3. Zidar N, Odar K, Glavac D, Jerse M, Zupanc T, Stajer D. Cyclooxygenase in normal human tissues — is COX-1 really a constitutive isoform and COX-2 an inducible isoform? J Cell Mol Med. 2009;13(9B):3753-3763.
4. Shepherd RM. Rheumatology medications: a brief history and pharmacological review. Grand rounds presented at: Penn Medicine Lancaster General Health; May 17, 2022; Lancaster, PA.
5. Thiels CA, Habermann EB, Hooten WM, Jeffery MM. Chronic use of tramadol after acute pain episode: cohort study. BMJ. 2019;365:l1849.
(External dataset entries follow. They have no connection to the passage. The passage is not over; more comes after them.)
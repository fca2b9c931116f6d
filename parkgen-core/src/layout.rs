use crate::error::{Error, Result};
use crate::geometry::Polygon;
use crate::marker::Side;
use crate::types::{EntranceId, TileId};
use glam::{Affine2, Mat2, Vec2};
use rand::Rng;

/// Which circulation network a tile belongs to. Driveway tiles carry car
/// spaces, bikeway tiles carry bicycle spaces.
#[derive(Clone, Copy, Debug, PartialEq, Eq, Hash)]
pub enum Network {
    Driveway,
    Bikeway,
}

/// A point on the roadside where a driveway may start, heading inwards.
#[derive(Clone, Copy, Debug, PartialEq)]
pub struct Entrance {
    pub position: Vec2,
    pub direction: Vec2,
}

/// Parking slots along one side of a tile.
///
/// Slot `i` covers `[i, i + 1) * space_width` along the tile. Slots are
/// tried in order; one that does not fit is skipped for good.
#[derive(Clone, Copy, Debug, Default, PartialEq, Eq)]
pub struct ParkingArea {
    /// Spaces placed on this side.
    pub count: u32,
    /// Next slot to try.
    pub next: u32,
    /// Slots that fit along the tile's current length, blocked or not.
    /// [`TileBuilder::attainable`](crate::builder::TileBuilder::attainable)
    /// counts the ones that can still take a space.
    pub max: u32,
    /// One past the highest occupied slot.
    pub extent: u32,
}

impl ParkingArea {
    pub fn has_room(&self) -> bool {
        self.next < self.max
    }

    pub(crate) fn fit(&mut self, slots: u32) {
        self.max = slots;
        self.next = self.next.min(slots);
    }
}

#[derive(Clone, Debug)]
pub struct Tile {
    pub network: Network,
    pub origin: Vec2,
    /// Unit heading.
    pub direction: Vec2,
    pub length: f32,
    pub width: f32,
    pub previous: Option<TileId>,
    pub forward: Option<TileId>,
    pub left: ParkingArea,
    pub right: ParkingArea,
}

impl Tile {
    pub fn new_root(network: Network, origin: Vec2, direction: Vec2, length: f32, width: f32) -> Self {
        Self {
            network,
            origin,
            direction: direction.normalize_or_zero(),
            length,
            width,
            previous: None,
            forward: None,
            left: ParkingArea::default(),
            right: ParkingArea::default(),
        }
    }

    pub fn new_child(
        network: Network,
        origin: Vec2,
        direction: Vec2,
        length: f32,
        width: f32,
        previous: TileId,
    ) -> Self {
        Self {
            previous: Some(previous),
            ..Self::new_root(network, origin, direction, length, width)
        }
    }

    /// Local frame: +x along the heading from the origin, +y to the left.
    pub fn transform(&self) -> Affine2 {
        Affine2::from_mat2_translation(
            Mat2::from_cols(self.direction, self.direction.perp()),
            self.origin,
        )
    }

    pub fn end(&self) -> Vec2 {
        self.origin + self.direction * self.length
    }

    /// Outward unit normal of the given side.
    pub fn normal(&self, side: Side) -> Vec2 {
        self.direction.perp() * side.sign()
    }

    pub fn footprint(&self) -> Polygon {
        self.footprint_with_length(self.length)
    }

    pub fn footprint_with_length(&self, length: f32) -> Polygon {
        let half = self.width / 2.0;
        Polygon::rect(Vec2::new(0.0, -half), Vec2::new(length, half)).transformed(&self.transform())
    }

    /// World polygon of slot `index` on `side`.
    pub fn slot(&self, side: Side, index: u32, space_width: f32, space_depth: f32) -> Polygon {
        let half = self.width / 2.0;
        let (x0, x1) = (index as f32 * space_width, (index + 1) as f32 * space_width);
        let (y0, y1) = match side {
            Side::Left => (half, half + space_depth),
            Side::Right => (-half - space_depth, -half),
        };
        Polygon::rect(Vec2::new(x0, y0), Vec2::new(x1, y1)).transformed(&self.transform())
    }

    pub fn area(&self, side: Side) -> &ParkingArea {
        match side {
            Side::Left => &self.left,
            Side::Right => &self.right,
        }
    }

    pub fn area_mut(&mut self, side: Side) -> &mut ParkingArea {
        match side {
            Side::Left => &mut self.left,
            Side::Right => &mut self.right,
        }
    }
}

#[derive(Clone, Debug)]
pub struct ParkingSpace {
    pub tile: TileId,
    pub side: Side,
    pub index: u32,
    pub network: Network,
    pub polygon: Polygon,
}

/// The site and every piece of geometry accepted into it so far.
///
/// Tiles live in an arena indexed by [`TileId`]; removed tiles leave an
/// empty slot so ids held by pending markers never alias a newer tile.
#[derive(Debug)]
pub struct Layout {
    site: Polygon,
    tolerance: f32,
    entrances: Vec<Entrance>,
    obstacles: Vec<Polygon>,
    tiles: Vec<Option<Tile>>,
    spaces: Vec<ParkingSpace>,
    car_spaces: u32,
    bicycle_spaces: u32,
}

impl Layout {
    /// ### Errors
    /// [`Error::InvalidTolerance`] if `tolerance` is negative or not finite.
    pub fn new(site: Polygon, tolerance: f32) -> Result<Self> {
        if !tolerance.is_finite() || tolerance < 0.0 {
            return Err(Error::InvalidTolerance(tolerance));
        }
        Ok(Self {
            site,
            tolerance,
            entrances: Vec::new(),
            obstacles: Vec::new(),
            tiles: Vec::new(),
            spaces: Vec::new(),
            car_spaces: 0,
            bicycle_spaces: 0,
        })
    }

    pub fn site(&self) -> &Polygon {
        &self.site
    }

    pub fn tolerance(&self) -> f32 {
        self.tolerance
    }

    /// ### Errors
    /// [`Error::ZeroDirection`] if `direction` has no length.
    pub fn add_entrance(&mut self, position: Vec2, direction: Vec2) -> Result<EntranceId> {
        let direction = direction.try_normalize().ok_or(Error::ZeroDirection)?;
        self.entrances.push(Entrance {
            position,
            direction,
        });
        Ok(self.entrances.len() - 1)
    }

    /// ### Errors
    /// [`Error::UnknownEntrance`] if `id` was never added.
    pub fn entrance(&self, id: EntranceId) -> Result<&Entrance> {
        self.entrances.get(id).ok_or(Error::UnknownEntrance(id))
    }

    pub fn entrances(&self) -> &[Entrance] {
        &self.entrances
    }

    pub fn clear_entrances(&mut self) {
        self.entrances.clear();
    }

    pub fn add_obstacle(&mut self, obstacle: Polygon) {
        self.obstacles.push(obstacle);
    }

    pub fn obstacles(&self) -> &[Polygon] {
        &self.obstacles
    }

    /// Drops up to `count` square obstacles at random positions.
    ///
    /// Candidates are drawn uniformly over the site's bounding box. Those
    /// not fully inside the site or overlapping an earlier obstacle are
    /// discarded.
    ///
    /// ### Parameters
    /// - `count` - Number of candidates to draw.
    /// - `half_size` - Half the side length of each square.
    /// - `rng` - Random source.
    ///
    /// ### Returns
    /// How many obstacles were added.
    pub fn scatter_obstacles(&mut self, count: usize, half_size: f32, rng: &mut impl Rng) -> usize {
        let (lo, hi) = self.site.bounds();
        let mut added = 0;
        for _ in 0..count {
            let x = rng.random_range(lo.x..=hi.x);
            let y = rng.random_range(lo.y..=hi.y);
            let square = Polygon::square(Vec2::new(x, y), half_size);
            if self.site.contains(&square, self.tolerance)
                && !self.obstacles.iter().any(|o| o.overlaps(&square, self.tolerance))
            {
                self.obstacles.push(square);
                added += 1;
            }
        }
        added
    }

    /// Inserts `tile` and, if its previous tile has no forward link yet,
    /// links it forward to the new tile.
    ///
    /// ### Errors
    /// [`Error::UnknownTile`] if `tile.previous` names no live tile. A new
    /// tile can therefore never be its own predecessor.
    pub fn add_tile(&mut self, tile: Tile) -> Result<TileId> {
        let id = self.tiles.len();
        if let Some(previous) = tile.previous {
            let prev = self.tile_mut(previous).ok_or(Error::UnknownTile(previous))?;
            if prev.forward.is_none() {
                prev.forward = Some(id);
            }
        }
        self.tiles.push(Some(tile));
        Ok(id)
    }

    pub fn tile(&self, id: TileId) -> Option<&Tile> {
        self.tiles.get(id).and_then(Option::as_ref)
    }

    pub fn tile_mut(&mut self, id: TileId) -> Option<&mut Tile> {
        self.tiles.get_mut(id).and_then(Option::as_mut)
    }

    /// Live tiles in id order.
    pub fn tiles(&self) -> impl Iterator<Item = (TileId, &Tile)> {
        self.tiles
            .iter()
            .enumerate()
            .filter_map(|(id, t)| t.as_ref().map(|t| (id, t)))
    }

    pub fn tile_count(&self, network: Network) -> usize {
        self.tiles().filter(|(_, t)| t.network == network).count()
    }

    /// Live tiles whose previous tile is `id`.
    pub fn children(&self, id: TileId) -> impl Iterator<Item = TileId> + '_ {
        self.tiles()
            .filter(move |(_, t)| t.previous == Some(id))
            .map(|(child, _)| child)
    }

    /// Length of `id` plus every tile reachable through previous links.
    pub fn chain_length(&self, id: TileId) -> f32 {
        let mut total = 0.0;
        let mut cursor = Some(id);
        // Bounded by the arena size in case a caller wired a cycle by hand.
        for _ in 0..self.tiles.len() {
            let Some(tile) = cursor.and_then(|c| self.tile(c)) else {
                break;
            };
            total += tile.length;
            cursor = tile.previous;
        }
        total
    }

    /// Removes a tile together with its parking spaces and unlinks it from
    /// its neighbours.
    pub fn remove_tile(&mut self, id: TileId) -> Option<Tile> {
        let tile = self.tiles.get_mut(id)?.take()?;
        self.release_spaces(|s| s.tile == id);
        if let Some(prev) = tile.previous.and_then(|p| self.tile_mut(p))
            && prev.forward == Some(id)
        {
            prev.forward = None;
        }
        for other in self.tiles.iter_mut().flatten() {
            if other.previous == Some(id) {
                other.previous = None;
            }
        }
        Some(tile)
    }

    /// Removes every generated tile and space, keeping the site, entrances
    /// and obstacles.
    pub fn clear_tiles(&mut self) {
        self.tiles.clear();
        self.spaces.clear();
        self.car_spaces = 0;
        self.bicycle_spaces = 0;
    }

    pub fn add_space(&mut self, space: ParkingSpace) {
        *self.counter_mut(space.network) += 1;
        self.spaces.push(space);
    }

    /// Removes the spaces matching `pred` and returns how many went.
    pub fn release_spaces(&mut self, mut pred: impl FnMut(&ParkingSpace) -> bool) -> u32 {
        let mut released = [0u32; 2];
        self.spaces.retain(|s| {
            if pred(s) {
                released[s.network as usize] += 1;
                false
            } else {
                true
            }
        });
        for network in [Network::Driveway, Network::Bikeway] {
            let counter = self.counter_mut(network);
            *counter = counter.saturating_sub(released[network as usize]);
        }
        released.iter().sum()
    }

    pub fn spaces(&self) -> &[ParkingSpace] {
        &self.spaces
    }

    pub fn spaces_of(&self, tile: TileId) -> impl Iterator<Item = &ParkingSpace> {
        self.spaces.iter().filter(move |s| s.tile == tile)
    }

    /// Running space counter of `network`.
    pub fn space_count(&self, network: Network) -> u32 {
        match network {
            Network::Driveway => self.car_spaces,
            Network::Bikeway => self.bicycle_spaces,
        }
    }

    fn counter_mut(&mut self, network: Network) -> &mut u32 {
        match network {
            Network::Driveway => &mut self.car_spaces,
            Network::Bikeway => &mut self.bicycle_spaces,
        }
    }

    /// Recomputes `count` and `extent` of one side of `tile` from the
    /// spaces actually placed there.
    pub fn refresh_area(&mut self, tile: TileId, side: Side) {
        let (count, extent) = self
            .spaces_of(tile)
            .filter(|s| s.side == side)
            .fold((0, 0), |(n, e), s| (n + 1, e.max(s.index + 1)));
        if let Some(t) = self.tile_mut(tile) {
            let area = t.area_mut(side);
            area.count = count;
            area.extent = extent;
        }
    }

    /// Overlap gate for new geometry: `polygon` must lie inside the site and
    /// clear every obstacle, tile and space. Tiles listed in `ignore`, and
    /// the spaces attached to them, are skipped.
    pub fn is_placement_valid(&self, polygon: &Polygon, ignore: &[TileId]) -> bool {
        let eps = self.tolerance;
        self.site.contains(polygon, eps)
            && !self.obstacles.iter().any(|o| o.overlaps(polygon, eps))
            && !self
                .tiles()
                .any(|(id, t)| !ignore.contains(&id) && t.footprint().overlaps(polygon, eps))
            && !self
                .spaces
                .iter()
                .any(|s| !ignore.contains(&s.tile) && s.polygon.overlaps(polygon, eps))
    }
}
6. Chen B, Duan J, Wen S, et al. An updated systematic review and meta-analysis of duloxetine for knee osteoarthritis pain. Clin J Pain. 2021;37(11):852-862.
7. Lian YN, Wang Y, Zhang Y, Yang CX. Duloxetine for pain in fibromyalgia in adults: a systematic review and a meta-analysis. Int J Neurosci. 2020;130(1):71-82.
8. Eli Lilly and Company, ed. Highlights of prescribing information: Cymbalta (duloxetine hydrochloride) delayed-release capsules for oral use. Eli Lilly and Company; 2004.
9. Ben-Zvi I, Kivity S, Langevitz P, Shoenfeld Y. Hydroxychloroquine: from malaria to autoimmunity. Clin Rev Allergy Immunol. 2012;42(2):145-153.
10. Weinblatt ME. Methotrexate in rheumatoid arthritis: a quarter century of development. Trans Am Clin Climatol Assoc. 2013;124:16-25.
11. Dasgeb B, Kornreich D, McGuinn K, Okon L, Brownell I, Sackett DL. Colchicine: an ancient drug with novel applications. Br J Dermatol. 2018;178(2):350-356.